Namibia: Anxiety Over Lockdown As Confusion Clouds Directives

MISCOMMUNICATION, vague directives and contradicting messages have triggered panic waves among Namibians, as the country ponders the implications of the looming partial lockdown in some regions.

The timeline for the start of lockdown has left many people confused and in a state of panic throughout the country.

President Hage Geingob on Wednesday announced strict measures to curtail the further spread of the coronavirus in the country after seven cases of Covid-19 were confirmed. These measures included a lockdown of the Khomas and Erongo regions for 21 days starting at the end of Friday and not the end of Thursday as initially stated, until 16 April 2020.

The seemingly unclear directives led to returning Namibians being stuck at points of entry after they were denied entry into the country by immigration officials yesterday.

A group of people who flew into the country from South Africa had to endure the better part of the afternoon detained at the Hosea Kutako International Airport.

The Namibian was informed that some people who came to meet their relatives at the airport had to wait from 14h00 when the plane landed until the late evening.

The delay, according to sources, caused some commotion as the travellers banged on the door demanding to be released while some managed to escape from the room.

They were, however, caught and returned to the detention room. The group was only released after 19h00, following the intervention of Dr Bernhard Haufiku, the national coordinating committee chairperson on Covid-19 in Namibia.

Haufiku told The Namibian that only passengers from Covid-19-hit Europe will be quarantined, while those arriving from South Africa have only been advised to self-quarantine and watch out for coronavirus symptoms and report such if experienced.

This was in line with the health ministry's directive that all returning Namibians and permanent residents coming from high-risk countries be subjected to mandatory supervised quarantine for 14 days, at their own cost.

"There was a misinterpretation of the health ministry's directive blocking passengers' entry into the country," he said.

In the far north-east, returning students from Zimbabwe spent hours under uncertainty stranded in no-man's-land between Zambia's Sesheke and Namibia's Wenela border posts for similar reasons.

Although they were cleared at the Zambian side for departure, the group who travelled in one bus, were denied entry into Namibia on arrival at the Wenela border post.

Information on the group was vague, but The Namibian understands that the bus had travelled from Zimbabwe, only to be blocked at the Wenela border post. They were still to be allowed in by the time of going to print.

IMPLICATION OF LOCKDOWN

Another point of confusion was the practical application of some of the directives that are part of measures to curb the spread of the virus.

These measures were announced by health minister Kalumbi Shangula, following president Hage Geingob's announcement of a lockdown of the Khomas and Erongo regions.

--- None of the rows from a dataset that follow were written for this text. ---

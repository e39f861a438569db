use crate::error::Result;
use crate::types::{
    BatteryState, ListeningModeRef, PlaybackContentMetadata, PlaybackError, PlaybackProgress,
    RenderingState, Source, SpeakerGroupOverview, VolumeState,
};
use serde::{Deserialize, Serialize};
use serde_json::Value;

/// Frame sent by the device on its notification WebSocket
#[derive(Debug, Clone, Serialize, Deserialize)]
pub struct WireEvent {
    #[serde(rename = "eventType")]
    pub event_type: String,
    #[serde(rename = "eventData", default)]
    pub event_data: Value,
}

/// Event type names used on the wire
pub mod event_type {
    pub const PLAYBACK_METADATA: &str = "WebSocketEventPlaybackMetadata";
    pub const PLAYBACK_ERROR: &str = "WebSocketEventPlaybackError";
    pub const PLAYBACK_PROGRESS: &str = "WebSocketEventPlaybackProgress";
    pub const PLAYBACK_STATE: &str = "WebSocketEventPlaybackState";
    pub const SOURCE_CHANGE: &str = "WebSocketEventSourceChange";
    pub const VOLUME: &str = "WebSocketEventVolume";
    pub const REMOTE_MENU_CHANGED: &str = "WebSocketEventRemoteMenuChanged";
    pub const CONFIGURATION: &str = "WebSocketEventConfiguration";
    pub const BLUETOOTH_DEVICES: &str = "WebSocketEventBluetoothDevices";
    pub const BEOLINK_PEERS: &str = "WebSocketEventBeolinkPeers";
    pub const BEOLINK_LISTENERS: &str = "WebSocketEventBeolinkListeners";
    pub const BEOLINK_AVAILABLE_LISTENERS: &str = "WebSocketEventBeolinkAvailableListeners";
    pub const ACTIVE_LISTENING_MODE: &str = "WebSocketEventActiveListeningMode";
    pub const ACTIVE_SPEAKER_GROUP: &str = "WebSocketEventActiveSpeakerGroup";
    pub const BATTERY: &str = "WebSocketEventBattery";
}

#[derive(Debug, Clone, Deserialize)]
struct ConfigurationData {
    #[serde(alias = "friendlyName")]
    name: String,
}

/// Push notification from a device, one variant per channel
#[derive(Debug, Clone, PartialEq)]
pub enum Notification {
    PlaybackMetadata(PlaybackContentMetadata),
    PlaybackError(PlaybackError),
    PlaybackProgress(PlaybackProgress),
    PlaybackState(RenderingState),
    SourceChange(Source),
    Volume(VolumeState),
    RemoteMenuChanged,
    /// The friendly name of the device changed
    Configuration { name: String },
    BluetoothDevices,
    /// Peers or listeners changed
    Beolink,
    ActiveListeningMode(ListeningModeRef),
    ActiveSpeakerGroup(SpeakerGroupOverview),
    Battery(BatteryState),
    /// Notification connection came up (`true`) or went down (`false`)
    ConnectionState(bool),
}

impl Notification {
    /// Decode a text frame
    ///
    /// Returns `Ok(None)` for event types the adapter does not consume.
    pub fn decode(text: &str) -> Result<Option<Self>> {
        let event: WireEvent = serde_json::from_str(text)?;
        Self::from_wire(event)
    }

    pub fn from_wire(event: WireEvent) -> Result<Option<Self>> {
        use event_type::*;

        let data = event.event_data;
        let notification = match event.event_type.as_str() {
            PLAYBACK_METADATA => Notification::PlaybackMetadata(serde_json::from_value(data)?),
            PLAYBACK_ERROR => Notification::PlaybackError(serde_json::from_value(data)?),
            PLAYBACK_PROGRESS => Notification::PlaybackProgress(serde_json::from_value(data)?),
            PLAYBACK_STATE => Notification::PlaybackState(serde_json::from_value(data)?),
            SOURCE_CHANGE => Notification::SourceChange(serde_json::from_value(data)?),
            VOLUME => Notification::Volume(serde_json::from_value(data)?),
            REMOTE_MENU_CHANGED => Notification::RemoteMenuChanged,
            CONFIGURATION => {
                let config: ConfigurationData = serde_json::from_value(data)?;
                Notification::Configuration { name: config.name }
            }
            BLUETOOTH_DEVICES => Notification::BluetoothDevices,
            BEOLINK_PEERS | BEOLINK_LISTENERS | BEOLINK_AVAILABLE_LISTENERS => Notification::Beolink,
            ACTIVE_LISTENING_MODE => Notification::ActiveListeningMode(serde_json::from_value(data)?),
            ACTIVE_SPEAKER_GROUP => Notification::ActiveSpeakerGroup(serde_json::from_value(data)?),
            BATTERY => Notification::Battery(serde_json::from_value(data)?),
            other => {
                tracing::trace!("Ignoring notification type {}", other);
                return Ok(None);
            }
        };
        Ok(Some(notification))
    }
}

#[cfg(test)]
mod tests {
    use super::*;

    #[test]
    fn test_decode_volume() {
        let text = r#"{"eventType": "WebSocketEventVolume", "eventData": {"level": {"level": 35}, "muted": {"muted": false}}}"#;
        let notification = Notification::decode(text).unwrap().unwrap();
        match notification {
            Notification::Volume(volume) => assert_eq!(volume.level(), Some(35)),
            other => panic!("unexpected notification {:?}", other),
        }
    }

    #[test]
    fn test_decode_configuration_and_beolink() {
        let text = r#"{"eventType": "WebSocketEventConfiguration", "eventData": {"friendlyName": "Den"}}"#;
        assert_eq!(
            Notification::decode(text).unwrap(),
            Some(Notification::Configuration {
                name: "Den".to_string()
            })
        );

        let text = r#"{"eventType": "WebSocketEventBeolinkListeners", "eventData": {}}"#;
        assert_eq!(Notification::decode(text).unwrap(), Some(Notification::Beolink));
    }

    #[test]
    fn test_unknown_type_is_skipped() {
        let text = r#"{"eventType": "WebSocketEventPowerState", "eventData": {"value": "on"}}"#;
        assert_eq!(Notification::decode(text).unwrap(), None);
    }

    #[test]
    fn test_malformed_frame_is_error() {
        assert!(Notification::decode("not json").is_err());
        let text = r#"{"eventType": "WebSocketEventActiveSpeakerGroup", "eventData": {"id": "x"}}"#;
        assert!(Notification::decode(text).is_err());
    }
}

Geingob, during the announcement of the lockdown, said the extraordinary measures were adopted with the purpose of protecting the health, security and safety of the Namibian people, urging all Namibians to cooperate with the authorities and to remain calm, in order to ensure that public order is not compromised.

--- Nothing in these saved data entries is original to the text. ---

//! Typed receiving end of a listener's notification broadcast

use crate::error::{Error, Result};
use crate::protocol::Notification;
use tokio::sync::broadcast;

/// Receiver for device push notifications
pub struct NotificationReceiver {
    rx: broadcast::Receiver<Notification>,
}

impl NotificationReceiver {
    pub(crate) fn new(rx: broadcast::Receiver<Notification>) -> Self {
        Self { rx }
    }

    /// Receive the next notification
    ///
    /// Fails with [`Error::ConnectionClosed`] once the listener is gone.
    pub async fn recv(&mut self) -> Result<Notification> {
        self.rx.recv().await.map_err(|e| match e {
            broadcast::error::RecvError::Closed => Error::ConnectionClosed,
            broadcast::error::RecvError::Lagged(n) => {
                Error::ChannelError(format!("Lagged by {} messages", n))
            }
        })
    }

    /// Try to receive a notification without blocking
    ///
    /// Returns `None` if no message is available.
    pub fn try_recv(&mut self) -> Result<Option<Notification>> {
        match self.rx.try_recv() {
            Ok(notification) => Ok(Some(notification)),
            Err(broadcast::error::TryRecvError::Empty) => Ok(None),
            Err(broadcast::error::TryRecvError::Closed) => Err(Error::ConnectionClosed),
            Err(broadcast::error::TryRecvError::Lagged(n)) => {
                Err(Error::ChannelError(format!("Lagged by {} messages", n)))
            }
        }
    }
}

#[cfg(test)]
mod tests {
    use super::*;

    #[tokio::test]
    async fn test_receiver_reports_lag_and_close() {
        let (tx, rx) = broadcast::channel(1);
        let mut receiver = NotificationReceiver::new(rx);

        assert!(receiver.try_recv().unwrap().is_none());

        tx.send(Notification::Beolink).unwrap();
        tx.send(Notification::RemoteMenuChanged).unwrap();
        assert!(matches!(receiver.recv().await, Err(Error::ChannelError(_))));
        assert_eq!(receiver.recv().await.unwrap(), Notification::RemoteMenuChanged);

        drop(tx);
        assert!(matches!(receiver.recv().await, Err(Error::ConnectionClosed)));
    }
}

The explanation on who qualifies to work from home for the specified 14 days, as per the directive, was, however, missing from the announcement.

Another cause for confusion appeared to be the definition of what types of jobs are essential services. In some quarters, it was also not clear if the lockdown in the two regions meant that people staying at home will be permitted movement within the regions under lockdown.

Haufiku told journalists at the airport that more clarity will be provided to the public in due course, as the various stakeholders are still setting modalities into motion on the partial lockdown.